By JOHN SHELMAN
Arkansas City commissioners met in a special session Friday to discuss a statewide executive order from Gov. Laura Kelly mandating facial covering to slow the spread of the coronavirus.
The mandate requires all Kansas residents to wear face coverings when in public when social distancing isn’t possible.
The commission participated in a statewide conference call with Kelly and several state officials who gave a detailed overview of the impact the virus has placed upon the state.
The mandate does allows local governments to retain the authority to issue and enforce equal or more restrictive provisions or even choose to opt out, but City Attorney Larry Schwartz said the option to opt out only applies to the county.
“Only the county can opt out,” he said. “The reason for that is because the county covers the entire area.”
Schwartz said a decision to opt out would remove the requirements stated in the Governor’s order for the entire county.
Cowley County commissioners have scheduled a special meeting for 9 a.m. Tuesday to discuss Kelly’s mandate.
City Manager Randy Frazer said Friday that any action the city decides to take would be dependent on what the county decides to do. He said if the county doesn’t opt out, the city would have to follow the mandate.

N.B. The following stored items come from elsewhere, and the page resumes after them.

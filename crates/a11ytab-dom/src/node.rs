//! Element arena nodes

use std::fmt;

/// Handle to a node of a host document.
#[derive(Debug, Clone, Copy, PartialEq, Eq, Hash, PartialOrd, Ord)]
pub struct NodeId(pub(crate) usize);

impl fmt::Display for NodeId {
    fn fmt(&self, f: &mut fmt::Formatter<'_>) -> fmt::Result {
        write!(f, "node#{}", self.0)
    }
}

#[derive(Debug, Clone)]
pub(crate) struct Node {
    pub parent: Option<NodeId>,
    pub children: Vec<NodeId>,
    pub data: NodeData,
}

#[derive(Debug, Clone)]
pub(crate) enum NodeData {
    Element(ElementData),
    Text(String),
}

/// Tag name plus attributes in insertion order.
#[derive(Debug, Clone)]
pub(crate) struct ElementData {
    pub tag: String,
    pub attributes: Vec<(String, String)>,
}

impl ElementData {
    pub fn new(tag: &str) -> Self {
        Self {
            tag: tag.to_ascii_lowercase(),
            attributes: Vec::new(),
        }
    }

    pub fn attribute(&self, name: &str) -> Option<&str> {
        self.attributes
            .iter()
            .find(|(key, _)| key == name)
            .map(|(_, value)| value.as_str())
    }

    pub fn set_attribute(&mut self, name: &str, value: &str) {
        match self.attributes.iter_mut().find(|(key, _)| key == name) {
            Some((_, existing)) => *existing = value.to_string(),
            None => self
                .attributes
                .push((name.to_string(), value.to_string())),
        }
    }

    /// Returns false when the attribute was not present.
    pub fn remove_attribute(&mut self, name: &str) -> bool {
        let before = self.attributes.len();
        self.attributes.retain(|(key, _)| key != name);
        self.attributes.len() != before
    }

    pub fn has_class(&self, class: &str) -> bool {
        self.attribute("class")
            .map(|list| list.split_whitespace().any(|c| c == class))
            .unwrap_or(false)
    }

    pub fn add_class(&mut self, class: &str) {
        if self.has_class(class) {
            return;
        }

        let list = match self.attribute("class") {
            Some(list) if !list.trim().is_empty() => format!("{} {}", list.trim(), class),
            _ => class.to_string(),
        };
        self.set_attribute("class", &list);
    }

    pub fn remove_class(&mut self, class: &str) {
        if !self.has_class(class) {
            return;
        }

        let remaining: Vec<String> = self
            .attribute("class")
            .unwrap_or_default()
            .split_whitespace()
            .filter(|c| *c != class)
            .map(str::to_string)
            .collect();

        if remaining.is_empty() {
            self.remove_attribute("class");
        } else {
            self.set_attribute("class", &remaining.join(" "));
        }
    }
}
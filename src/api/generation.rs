//! Generation Request/Result Types
//!
//! Provider-agnostic value objects flowing through the router and council.

use serde::{Deserialize, Serialize};

/// How a request should be dispatched
#[derive(Debug, Clone, Copy, Default, Serialize, Deserialize, PartialEq, Eq)]
#[serde(rename_all = "snake_case")]
pub enum GenerationMode {
    /// One provider, with automatic failover through the fallback chain
    #[default]
    Single,

    /// Fan out to several providers and synthesize a consensus answer
    Council,
}

/// Sampling options forwarded to the provider
#[derive(Debug, Clone, Copy, Serialize, Deserialize)]
pub struct GenerationOptions {
    /// Sampling temperature
    pub temperature: f32,

    /// Maximum tokens to generate
    pub max_tokens: u32,
}

impl Default for GenerationOptions {
    fn default() -> Self {
        Self {
            temperature: 0.7,
            max_tokens: 2048,
        }
    }
}

/// A single generation request
#[derive(Debug, Clone, Serialize, Deserialize)]
pub struct GenerationRequest {
    /// User prompt
    pub prompt: String,

    /// Optional system prompt
    #[serde(default, skip_serializing_if = "Option::is_none")]
    pub system_prompt: Option<String>,

    /// Sampling options
    #[serde(default)]
    pub options: GenerationOptions,

    /// Provider to try first, before the configured default
    #[serde(default, skip_serializing_if = "Option::is_none")]
    pub preferred_provider: Option<String>,

    /// Dispatch mode
    #[serde(default)]
    pub mode: GenerationMode,
}

impl GenerationRequest {
    /// Create a request with default options
    pub fn new(prompt: impl Into<String>) -> Self {
        Self {
            prompt: prompt.into(),
            system_prompt: None,
            options: GenerationOptions::default(),
            preferred_provider: None,
            mode: GenerationMode::Single,
        }
    }

    /// Set the system prompt
    pub fn with_system(mut self, system: impl Into<String>) -> Self {
        self.system_prompt = Some(system.into());
        self
    }

    /// Set the preferred provider
    pub fn with_provider(mut self, provider: impl Into<String>) -> Self {
        self.preferred_provider = Some(provider.into());
        self
    }

    /// Set the sampling temperature
    pub fn with_temperature(mut self, temperature: f32) -> Self {
        self.options.temperature = temperature;
        self
    }

    /// Set the token budget
    pub fn with_max_tokens(mut self, max_tokens: u32) -> Self {
        self.options.max_tokens = max_tokens;
        self
    }

    /// Route through the council instead of a single provider
    pub fn with_mode(mut self, mode: GenerationMode) -> Self {
        self.mode = mode;
        self
    }
}

/// The outcome of a generation request
///
/// Always returned as a value: total failure is `success == false` with a
/// human-readable `error`, never a propagated error.
#[derive(Debug, Clone, Serialize, Deserialize)]
pub struct GenerationResult {
    /// Whether a usable answer was produced
    pub success: bool,

    /// The generated text (empty on failure)
    pub content: String,

    /// Provider that produced the answer ("none" on total failure,
    /// "council" for consensus answers)
    pub provider: String,

    /// Model that produced the answer
    pub model: String,

    /// Total tokens consumed, when the vendor reported usage
    pub tokens_used: u32,

    /// Wall-clock latency of the successful call (or of the whole attempt
    /// sequence on failure)
    pub latency_ms: f64,

    /// Human-readable failure description
    #[serde(default, skip_serializing_if = "Option::is_none")]
    pub error: Option<String>,
}

impl GenerationResult {
    /// Build a failure result
    pub fn failure(provider: impl Into<String>, error: impl Into<String>) -> Self {
        Self {
            success: false,
            content: String::new(),
            provider: provider.into(),
            model: String::new(),
            tokens_used: 0,
            latency_ms: 0.0,
            error: Some(error.into()),
        }
    }
}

Frazer said if the county does opt out and if the commission wanted to abide by and enforce the mandate, it could institute an ordinance.

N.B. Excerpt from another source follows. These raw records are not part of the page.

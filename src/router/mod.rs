//! Router Module
//!
//! Credential pools and the provider fallback chain.

pub mod fallback;
pub mod key_pool;

pub use fallback::Router;
pub use key_pool::{CredentialStatus, KeyPool, KeyPools, PoolStatus};
//! Per-Provider Circuit Breakers
//!
//! State machine: Closed -> Open on reaching the failure threshold,
//! Open -> HalfOpen once the recovery timeout elapses (exactly one trial
//! call admitted), HalfOpen -> Closed on trial success or back to Open on
//! trial failure. "Circuit open" is a returned value, never a panic.

use crate::config::BreakerSettings;
use crate::error::{GatewayError, Result};
use parking_lot::Mutex;
use std::collections::HashMap;
use std::future::Future;
use std::sync::Arc;
use std::time::{Duration, Instant};
use tracing::{info, warn};

/// Breaker states
#[derive(Debug, Clone, Copy, PartialEq, Eq)]
pub enum CircuitState {
    /// Normal operation, calls flow through
    Closed,

    /// Failure threshold crossed, calls refused until the recovery timeout
    Open,

    /// One trial call in flight; its outcome decides the next state
    HalfOpen,
}

#[derive(Debug)]
struct BreakerInner {
    state: CircuitState,
    failure_count: u32,
    opened_at: Option<Instant>,
}

/// A named circuit breaker for one upstream
#[derive(Debug)]
pub struct CircuitBreaker {
    name: String,
    failure_threshold: u32,
    recovery_timeout: Duration,
    inner: Mutex<BreakerInner>,
}

impl CircuitBreaker {
    pub fn new(name: impl Into<String>, failure_threshold: u32, recovery_timeout: Duration) -> Self {
        Self {
            name: name.into(),
            failure_threshold,
            recovery_timeout,
            inner: Mutex::new(BreakerInner {
                state: CircuitState::Closed,
                failure_count: 0,
                opened_at: None,
            }),
        }
    }

    /// Breaker name (e.g. "llm_groq")
    pub fn name(&self) -> &str {
        &self.name
    }

    /// Current state
    pub fn state(&self) -> CircuitState {
        self.inner.lock().state
    }

    /// Decide whether a call may proceed.
    ///
    /// Open with the recovery timeout elapsed transitions to HalfOpen and
    /// admits exactly the deciding caller; everyone else is refused until
    /// the trial resolves.
    pub fn try_acquire(&self) -> Result<()> {
        let mut inner = self.inner.lock();

        match inner.state {
            CircuitState::Closed => Ok(()),
            CircuitState::Open => {
                let elapsed = inner
                    .opened_at
                    .map(|at| at.elapsed())
                    .unwrap_or(Duration::ZERO);

                if elapsed >= self.recovery_timeout {
                    info!(breaker = %self.name, "recovery timeout elapsed, half-open trial");
                    inner.state = CircuitState::HalfOpen;
                    Ok(())
                } else {
                    Err(GatewayError::CircuitOpen {
                        name: self.name.clone(),
                        retry_in: self.recovery_timeout - elapsed,
                    })
                }
            }
            // A trial call is already in flight
            CircuitState::HalfOpen => Err(GatewayError::CircuitOpen {
                name: self.name.clone(),
                retry_in: self.recovery_timeout,
            }),
        }
    }

    /// Record a successful call
    pub fn record_success(&self) {
        let mut inner = self.inner.lock();
        if inner.state == CircuitState::HalfOpen {
            info!(breaker = %self.name, "trial succeeded, circuit closed");
        }
        inner.state = CircuitState::Closed;
        inner.failure_count = 0;
        inner.opened_at = None;
    }

    /// Record a failed call
    pub fn record_failure(&self) {
        let mut inner = self.inner.lock();

        match inner.state {
            CircuitState::HalfOpen => {
                warn!(breaker = %self.name, "trial failed, circuit re-opened");
                inner.state = CircuitState::Open;
                inner.opened_at = Some(Instant::now());
            }
            CircuitState::Closed => {
                inner.failure_count += 1;
                if inner.failure_count >= self.failure_threshold {
                    warn!(
                        breaker = %self.name,
                        failures = inner.failure_count,
                        "failure threshold crossed, circuit opened"
                    );
                    inner.state = CircuitState::Open;
                    inner.opened_at = Some(Instant::now());
                }
            }
            CircuitState::Open => {}
        }
    }

    /// Run a fallible call through the breaker.
    ///
    /// The lock is never held across the await. Both `Err` outcomes from
    /// the call and upstream-shaped failures count toward the threshold,
    /// so a provider returning well-formed errors still opens its circuit.
    ///
    /// Cancellation-safe: if the returned future is dropped after the call
    /// was admitted but before it resolved, the abandoned attempt is
    /// recorded as a failure. An admitted half-open trial therefore cannot
    /// wedge the breaker; it re-opens and the recovery clock restarts.
    pub async fn call<F, Fut, T>(&self, f: F) -> Result<T>
    where
        F: FnOnce() -> Fut,
        Fut: Future<Output = Result<T>>,
    {
        self.try_acquire()?;

        let mut guard = AbandonGuard {
            breaker: self,
            armed: true,
        };
        let outcome = f().await;
        guard.armed = false;

        match outcome {
            Ok(value) => {
                self.record_success();
                Ok(value)
            }
            Err(err) => {
                self.record_failure();
                Err(err)
            }
        }
    }
}

/// Records a failure when an admitted call is dropped before resolving
struct AbandonGuard<'a> {
    breaker: &'a CircuitBreaker,
    armed: bool,
}

impl Drop for AbandonGuard<'_> {
    fn drop(&mut self) {
        if self.armed {
            warn!(
                breaker = %self.breaker.name,
                "in-flight call dropped before resolving, recorded as failure"
            );
            self.breaker.record_failure();
        }
    }
}

/// Registry of lazily-created breakers keyed by name
#[derive(Debug)]
pub struct CircuitBreakerRegistry {
    settings: BreakerSettings,
    breakers: Mutex<HashMap<String, Arc<CircuitBreaker>>>,
}

impl CircuitBreakerRegistry {
    pub fn new(settings: BreakerSettings) -> Self {
        Self {
            settings,
            breakers: Mutex::new(HashMap::new()),
        }
    }

    /// Get or create the breaker for `name`, honoring per-name overrides
    pub fn get(&self, name: &str) -> Arc<CircuitBreaker> {
        let mut breakers = self.breakers.lock();
        if let Some(breaker) = breakers.get(name) {
            return Arc::clone(breaker);
        }

        let (threshold, timeout) = self.settings.for_breaker(name);
        let breaker = Arc::new(CircuitBreaker::new(name, threshold, timeout));
        breakers.insert(name.to_string(), Arc::clone(&breaker));
        breaker
    }

    /// Current state of every instantiated breaker
    pub fn states(&self) -> HashMap<String, CircuitState> {
        self.breakers
            .lock()
            .iter()
            .map(|(name, breaker)| (name.clone(), breaker.state()))
            .collect()
    }
}

#[cfg(test)]
mod tests {
    use super::*;
    use std::sync::atomic::{AtomicU32, Ordering};

    fn failing() -> Result<()> {
        Err(GatewayError::Upstream {
            provider: "test".into(),
            status: 500,
            message: "boom".into(),
        })
    }

    #[tokio::test]
    async fn test_closed_to_open_at_threshold() {
        let breaker = CircuitBreaker::new("llm_test", 5, Duration::from_secs(60));

        for _ in 0..4 {
            let _ = breaker.call(|| async { failing() }).await;
            assert_eq!(breaker.state(), CircuitState::Closed);
        }

        let _ = breaker.call(|| async { failing() }).await;
        assert_eq!(breaker.state(), CircuitState::Open);
    }

    #[tokio::test]
    async fn test_open_refuses_without_invoking() {
        let breaker = CircuitBreaker::new("llm_test", 1, Duration::from_secs(60));
        let _ = breaker.call(|| async { failing() }).await;
        assert_eq!(breaker.state(), CircuitState::Open);

        let invoked = AtomicU32::new(0);
        let result = breaker
            .call(|| async {
                invoked.fetch_add(1, Ordering::SeqCst);
                Ok(())
            })
            .await;

        assert!(matches!(result, Err(GatewayError::CircuitOpen { .. })));
        assert_eq!(invoked.load(Ordering::SeqCst), 0);
    }

    #[tokio::test]
    async fn test_half_open_trial_closes_on_success() {
        let breaker = CircuitBreaker::new("llm_test", 1, Duration::from_millis(10));
        let _ = breaker.call(|| async { failing() }).await;
        assert_eq!(breaker.state(), CircuitState::Open);

        tokio::time::sleep(Duration::from_millis(20)).await;

        let result = breaker.call(|| async { Ok("ok") }).await;
        assert!(result.is_ok());
        assert_eq!(breaker.state(), CircuitState::Closed);
    }

    #[tokio::test]
    async fn test_half_open_trial_reopens_on_failure() {
        let breaker = CircuitBreaker::new("llm_test", 1, Duration::from_millis(10));
        let _ = breaker.call(|| async { failing() }).await;

        tokio::time::sleep(Duration::from_millis(20)).await;

        let _ = breaker.call(|| async { failing() }).await;
        assert_eq!(breaker.state(), CircuitState::Open);

        // Immediately after the failed trial the breaker refuses again
        assert!(breaker.try_acquire().is_err());
    }

    #[tokio::test]
    async fn test_cancelled_trial_reopens_instead_of_wedging() {
        let breaker = CircuitBreaker::new("llm_test", 1, Duration::from_millis(10));
        let _ = breaker.call(|| async { failing() }).await;
        assert_eq!(breaker.state(), CircuitState::Open);

        tokio::time::sleep(Duration::from_millis(20)).await;

        // The admitted trial is cancelled from outside before it resolves
        let outcome = tokio::time::timeout(
            Duration::from_millis(10),
            breaker.call(|| async {
                tokio::time::sleep(Duration::from_secs(60)).await;
                Ok(())
            }),
        )
        .await;
        assert!(outcome.is_err());

        // The abandoned trial counted as a failure: back to Open with a
        // fresh recovery clock, not stuck in HalfOpen
        assert_eq!(breaker.state(), CircuitState::Open);
        assert!(breaker.try_acquire().is_err());

        tokio::time::sleep(Duration::from_millis(20)).await;
        assert!(breaker.try_acquire().is_ok());
    }

    #[test]
    fn test_half_open_admits_single_trial() {
        let breaker = CircuitBreaker::new("llm_test", 1, Duration::from_millis(0));
        breaker.record_failure();
        assert_eq!(breaker.state(), CircuitState::Open);

        // Timeout of zero: first acquire flips to HalfOpen and is admitted
        assert!(breaker.try_acquire().is_ok());
        assert_eq!(breaker.state(), CircuitState::HalfOpen);

        // A concurrent acquire during the trial is refused
        assert!(breaker.try_acquire().is_err());
    }

    #[test]
    fn test_registry_independent_instances() {
        let registry = CircuitBreakerRegistry::new(BreakerSettings::default());

        let groq = registry.get("llm_groq");
        let openai = registry.get("llm_openai");

        for _ in 0..5 {
            groq.record_failure();
        }

        assert_eq!(groq.state(), CircuitState::Open);
        assert_eq!(openai.state(), CircuitState::Closed);

        // Same name returns the cached instance
        assert_eq!(registry.get("llm_groq").state(), CircuitState::Open);
    }

    #[test]
    fn test_registry_applies_overrides() {
        let mut settings = BreakerSettings::default();
        settings.overrides.insert(
            "llm_flaky".to_string(),
            crate::config::profile::BreakerOverride {
                failure_threshold: Some(2),
                recovery_timeout_secs: None,
            },
        );

        let registry = CircuitBreakerRegistry::new(settings);
        let breaker = registry.get("llm_flaky");

        breaker.record_failure();
        assert_eq!(breaker.state(), CircuitState::Closed);
        breaker.record_failure();
        assert_eq!(breaker.state(), CircuitState::Open);
    }
}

“You can do like Winfield did, but it will have to be equal or more restrictive than what the governor has,” he said.
Police Chief Dan Ward said he was not in favor of forcing compliance. He said Winfield has a mask ordinance that is not being enforced. He said in his opinion, having an unenforced ordinance would be a dereliction of duty.
“I won’t take that stance,” he said. “I won’t go that direction.”

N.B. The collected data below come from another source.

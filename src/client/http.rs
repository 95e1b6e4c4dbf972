//! HTTP Client
//!
//! One shared async client for every adapter. Retrying is deliberately not
//! done here: failed calls feed the circuit breaker and the fallback chain
//! instead of being retried against the same upstream.

use crate::error::{GatewayError, Result};
use reqwest::header::{HeaderMap, HeaderValue, CONTENT_TYPE};
use reqwest::{Client, StatusCode};
use serde::de::DeserializeOwned;
use serde::Serialize;
use std::time::Duration;

/// Shared HTTP client for provider calls
#[derive(Debug, Clone)]
pub struct HttpClient {
    client: Client,
}

impl HttpClient {
    /// Create a new HTTP client
    pub fn new(request_timeout: Duration) -> Result<Self> {
        let client = Client::builder()
            .timeout(request_timeout)
            .connect_timeout(Duration::from_secs(10))
            .pool_max_idle_per_host(10)
            .build()
            .map_err(|e| GatewayError::Internal(format!("Failed to create HTTP client: {}", e)))?;

        Ok(Self { client })
    }

    /// POST a JSON body and decode a JSON response.
    ///
    /// Non-success statuses are classified into the error taxonomy so the
    /// router can tell auth problems from upstream degradation.
    pub async fn post_json<T, R>(
        &self,
        provider: &str,
        url: &str,
        body: &T,
        headers: HeaderMap,
    ) -> Result<R>
    where
        T: Serialize,
        R: DeserializeOwned,
    {
        let mut headers = headers;
        headers.insert(CONTENT_TYPE, HeaderValue::from_static("application/json"));

        let response = self
            .client
            .post(url)
            .headers(headers)
            .json(body)
            .send()
            .await?;

        let status = response.status();
        let text = response.text().await?;

        if status.is_success() {
            return serde_json::from_str(&text).map_err(|e| GatewayError::Parse {
                provider: provider.to_string(),
                message: format!("{}. Body: {}", e, truncate(&text, 500)),
            });
        }

        if status == StatusCode::UNAUTHORIZED || status == StatusCode::FORBIDDEN {
            return Err(GatewayError::Auth {
                provider: provider.to_string(),
                message: text,
            });
        }

        Err(GatewayError::Upstream {
            provider: provider.to_string(),
            status: status.as_u16(),
            message: text,
        })
    }
}

/// First `max` characters of `s`, always cut on a char boundary
fn truncate(s: &str, max: usize) -> &str {
    match s.char_indices().nth(max) {
        Some((idx, _)) => &s[..idx],
        None => s,
    }
}
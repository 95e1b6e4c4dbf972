//! Provider Adapters
//!
//! One adapter per wire dialect, all behind a single capability trait.
//! Adapters hold no shared mutable state; the factory constructs one per
//! call from the profile, the selected secret and the model.

pub mod anthropic;
pub mod gemini;
pub mod openai;

use crate::client::HttpClient;
use crate::config::{ProviderKind, ProviderProfile};
use crate::error::Result;
use async_trait::async_trait;

pub use anthropic::AnthropicAdapter;
pub use gemini::GeminiAdapter;
pub use openai::OpenAiAdapter;

/// One upstream call, already resolved to a concrete model
#[derive(Debug, Clone)]
pub struct AdapterCall {
    pub prompt: String,
    pub system: Option<String>,
    pub temperature: f32,
    pub max_tokens: u32,
    pub model: String,
}

/// What an adapter extracts from a vendor response
#[derive(Debug, Clone)]
pub struct AdapterReply {
    pub content: String,
    pub model: String,
    pub tokens_used: u32,
}

/// The provider capability: send a prompt, get text back
#[async_trait]
pub trait ProviderAdapter: Send + Sync {
    /// Provider name this adapter speaks for
    fn name(&self) -> &str;

    /// Perform one generation call
    async fn generate(&self, call: &AdapterCall) -> Result<AdapterReply>;
}

/// Builds adapters per call; injectable so routing logic is testable
/// without the network.
pub trait AdapterFactory: Send + Sync {
    /// Construct an adapter for `(provider, secret)`, or `None` when the
    /// provider's dialect has no implementation.
    fn build(
        &self,
        provider: &str,
        profile: &ProviderProfile,
        secret: &str,
    ) -> Option<Box<dyn ProviderAdapter>>;
}

/// Factory producing real HTTP-backed adapters
pub struct HttpAdapterFactory {
    http: HttpClient,
}

impl HttpAdapterFactory {
    pub fn new(http: HttpClient) -> Self {
        Self { http }
    }
}

impl AdapterFactory for HttpAdapterFactory {
    fn build(
        &self,
        provider: &str,
        profile: &ProviderProfile,
        secret: &str,
    ) -> Option<Box<dyn ProviderAdapter>> {
        let adapter: Box<dyn ProviderAdapter> = match profile.kind {
            ProviderKind::Openai => Box::new(OpenAiAdapter::new(
                provider,
                &profile.base_url,
                secret,
                self.http.clone(),
            )),
            ProviderKind::Anthropic => Box::new(AnthropicAdapter::new(
                provider,
                &profile.base_url,
                secret,
                self.http.clone(),
            )),
            ProviderKind::Gemini => Box::new(GeminiAdapter::new(
                provider,
                &profile.base_url,
                secret,
                self.http.clone(),
            )),
        };

        Some(adapter)
    }
}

Ward said the governor’s order and its enforcement is a civil matter and not a criminal matter, and would not fall under police jurisdiction. He said the order excludes people with health issues, but doesn’t define what those are.
“There is no enforceability here,” Ward said. “How do you prove that somebody has a health problem?”
Schwartz said most people do not know the difference between criminal and civil matters and that police would get called regardless. He said there was nothing in the order as written that makes it enforceable.
“If you look at the governor’s order, there is nothing in there,” he said. “If you look at Winfield’s ordinance, the enforcements are there.”
Ward said enforcing an ordinance would also take a lot of time and effort. He said nearly 50 percent of his staff is currently unable to work and he needs those on duty to be available to cover emergencies.
“We don’t need this kind of stuff adding to the officers’ problems,” he said.
Frazer suggested that if the county does opt out, the commission could put a resolution in place using the same language as the governor’s order, but replacing the words “shall” and “must” with “should” and “may.”
“It’s kind of like the marketing campaign,” he said. “It’s a beginning to urge people to do the right thing.”
Mayor Karen Welch said rather than use force, the commission needs to appeal to residents with the message that wearing protective masks is the right thing to do.
The commission early this week approved a public relations campaign called Crushing Covid that will attempt to persuade residents to wear face covering and take other measures as the disease spreads rapidly in the city and county.
“We have a war going on; we are in the middle of a battle right now,” Welch said. “They should be willing to come forth in the middle of this disaster and ask how they can help.”
Commissioner Scott Rogers agreed. He said it is necessary to make the public understand the importance of coming together to take the necessary actions to stop the spread of the virus.
“It’s about your family, your neighbors, your businesses,” he said. “It’s about kids getting back to school, the nursing homes getting healthy and keeping hospitals from being so overwhelmed.”
The South Central Kansas Medical Center board of trustees approved a policy this week requiring employees to wear masks and establishing consequences if they don’t.
The new policy also gives illustrations of the proper way to wear a mask and stated that employees who did not wear a mask correctly, or who were in the building without a mask, would be reported to administration.
Employees would be given a verbal warning, followed by a written warning, which could lead to termination if the offense was repeated.
Trustee Kanyon Gingher took exception to the provision for termination. She said she did not think administration should be looking to terminate employees amid all the problems caused by the pandemic.
CEO Jeff Bowman said that the hospital was not implementing the policy in order to terminate staff, but to meet state requirements. He said the facility could be forced to close for noncompliance if employees were spotted without masks during an inspection.
The board also approved a policy requiring employees to have their temperature taken before entering the building.
Bowman said that upon arrival at any hospital entrance, the employee’s temperature must be taken and several screening questions will be asked. The policy applies patients and visitors, too.
Employees who refuse or attempt to avoid the screening process also will be subject to verbal and written warnings and possible termination.
Both policies were unanimously approved by the board.